The abalone siu mai is a reimagined Pearl Liang signature, blending minced pork with diced abalone for texture and flavor. Each dumpling is topped with a slice of abalone, balancing briny sweetness and savory richness.
Vegetarian options include the bamboo mountain treasures glutinous cake, featuring layers of sauteed king trumpet, shiitake, white shimeji, amber wood ear, and prized Gloeostereum incarnatum mushrooms. The mixture is encased in a wheat-potato starch wrapper, wrapped with bamboo fungus — known as the “queen of mushrooms” — and topped with matsutake and morels.
The dim sum is steamed through a meticulous six-step process. The dish’s Cantonese name symbolizes good fortune.
Hot dishes

The salt and pepper stuffed lobster claw with Wuxi sauce merges Cantonese stuffing techniques with the sweet-savory profile of Wuxi cuisine. Lobster meat is minced, stuffed into the claw, deep-fried, and lightly seasoned, while the lobster body is braised in a sauce of soy, oyster sauce, rock sugar, Shaoxing wine, and aromatics.

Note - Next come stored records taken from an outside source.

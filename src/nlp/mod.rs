//! Text cleaning and representation layer.

pub mod boilerplate;
pub mod commentary;
pub mod embeddings;
pub mod normalize;
pub mod sentences;
pub mod tfidf;
pub mod vocab;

A steamed giant grouper fillet with Sichuan peppercorn and cordyceps flowers preserves the fish’s natural flavor. It is garnished with Sichuan peppercorns, shredded scallions, and a drizzle of fish sauce mixed with aromatic hot oil, creating a fragrant dish with subtle numbing spice.
Staples and desserts

Among the staples, fried crispy red rice with preserved mustard greens, char siu, and diced scallops is steamed with beetroot juice for a light red hue. Stir-fried with savory-sweet ingredients and topped with crispy fried rice grains, the dish originated as a way to encourage Chan’s son to eat more rice and has become a signature at One Harbour Road.
Desserts continue the blend of tradition and innovation. The pomegranate aloe ganlu, a variation of the classic yangzhi ganlu, incorporates Taiwan’s red guava, white pomelo, aloe vera, and Thai green sago pearls for a chewier texture. Finished with a creamy topping, it provides a refreshing conclusion to the meal, Chan said.